* **WORK INSTRUCTIONS**: Gather all lines in the entries that include the word "builder".

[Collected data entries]
-*-*-
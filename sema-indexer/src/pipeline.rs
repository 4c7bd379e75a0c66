//! Pipeline facade wiring the router, queue, workers, and manager.

use std::sync::{Arc, Mutex};
use tokio::sync::watch;
use tokio::task::JoinHandle;

use sema_config::{SearchSettings, TypeConfig};
use sema_delta::DeltaMessage;
use sema_elastic::SearchBackend;
use sema_sparql::Triplestore;

use crate::builder::DocumentBuilder;
use crate::error::Result;
use crate::extract::TextExtractor;
use crate::handler::UpdateHandler;
use crate::manager::IndexManager;
use crate::queue::UpdateQueue;
use crate::router::DeltaRouter;

/// The delta-driven index maintenance pipeline.
///
/// Delta ingestion ([`handle_delta`]) runs on the caller's task and blocks
/// on the queue when it is full; workers run on their own tasks, so
/// backpressure never deadlocks. Call [`start`] once before feeding deltas
/// and [`shutdown`] to drain and stop.
///
/// [`handle_delta`]: SearchPipeline::handle_delta
/// [`start`]: SearchPipeline::start
/// [`shutdown`]: SearchPipeline::shutdown
pub struct SearchPipeline {
    manager: Arc<IndexManager>,
    handler: Arc<UpdateHandler>,
    router: DeltaRouter,
    queue: Arc<UpdateQueue>,
    settings: Arc<SearchSettings>,
    workers: Mutex<Vec<JoinHandle<()>>>,
    shutdown_tx: watch::Sender<bool>,
}

impl SearchPipeline {
    pub fn new(
        config: TypeConfig,
        settings: SearchSettings,
        store: Arc<dyn Triplestore>,
        engine: Arc<dyn SearchBackend>,
        extractor: Option<Arc<dyn TextExtractor>>,
    ) -> Self {
        let config = Arc::new(config);
        let settings = Arc::new(settings);
        let (shutdown_tx, shutdown_rx) = watch::channel(false);

        let builder = Arc::new(DocumentBuilder::new(
            store.clone(),
            config.clone(),
            settings.clone(),
            extractor,
        ));
        let manager = Arc::new(IndexManager::new(
            store.clone(),
            engine.clone(),
            config.clone(),
            settings.clone(),
            builder.clone(),
            shutdown_rx,
        ));
        let queue = Arc::new(UpdateQueue::new(settings.update_queue_capacity));
        let handler = Arc::new(UpdateHandler::new(
            queue.clone(),
            manager.clone(),
            builder,
            engine,
            store.clone(),
            config.clone(),
            settings.clone(),
        ));
        let router = DeltaRouter::new(config, store);

        Self {
            manager,
            handler,
            router,
            queue,
            settings,
            workers: Mutex::new(Vec::new()),
            shutdown_tx,
        }
    }

    /// Spawn the worker pool and run startup initialization (catalog
    /// load-or-wipe plus eager index builds).
    pub async fn start(&self) -> Result<()> {
        {
            let mut workers = self.workers.lock().expect("worker handles poisoned");
            if workers.is_empty() {
                *workers = self.handler.clone().spawn();
            }
        }
        self.manager.initialize().await
    }

    /// Ingest one delta payload: parse, route, and enqueue the resulting
    /// jobs.
    ///
    /// A non-array payload is rejected with an error log and no state
    /// change. Blocks while the queue is full.
    pub async fn handle_delta(&self, payload: &[u8]) -> Result<usize> {
        let delta = match DeltaMessage::from_slice(payload) {
            Ok(delta) => delta,
            Err(e) => {
                tracing::error!(error = %e, "rejecting delta payload");
                return Err(e.into());
            }
        };

        let jobs = self.router.route(&delta).await?;
        let count = jobs.len();
        for job in jobs {
            self.queue.push(job).await?;
        }
        Ok(count)
    }

    /// The index manager, for catalog operations and tests.
    pub fn manager(&self) -> &Arc<IndexManager> {
        &self.manager
    }

    /// Pending jobs currently queued.
    pub async fn queued_jobs(&self) -> usize {
        self.queue.len().await
    }

    /// Signal shutdown, close the queue, and drain best-effort within the
    /// configured grace period. Workers still running after the grace
    /// period are aborted; an in-flight rebuild interrupted this way leaves
    /// its index invalid.
    pub async fn shutdown(&self) {
        let _ = self.shutdown_tx.send(true);
        self.queue.close().await;

        let workers: Vec<JoinHandle<()>> = {
            let mut guard = self.workers.lock().expect("worker handles poisoned");
            guard.drain(..).collect()
        };
        if workers.is_empty() {
            return;
        }

        let aborts: Vec<_> = workers.iter().map(|handle| handle.abort_handle()).collect();
        let drain = futures::future::join_all(workers);
        if tokio::time::timeout(self.settings.shutdown_grace, drain)
            .await
            .is_err()
        {
            tracing::warn!("shutdown grace period elapsed, aborting workers");
            for abort in aborts {
                abort.abort();
            }
        }
    }
}

impl std::fmt::Debug for SearchPipeline {
    fn fmt(&self, f: &mut std::fmt::Formatter<'_>) -> std::fmt::Result {
        f.debug_struct("SearchPipeline")
            .field("manager", &self.manager)
            .finish()
    }
}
-*-*-
* **ANSWER TO THIS TASK**:
use crate::builder::DocumentBuilder;
        let builder = Arc::new(DocumentBuilder::new(
            builder.clone(),
            builder,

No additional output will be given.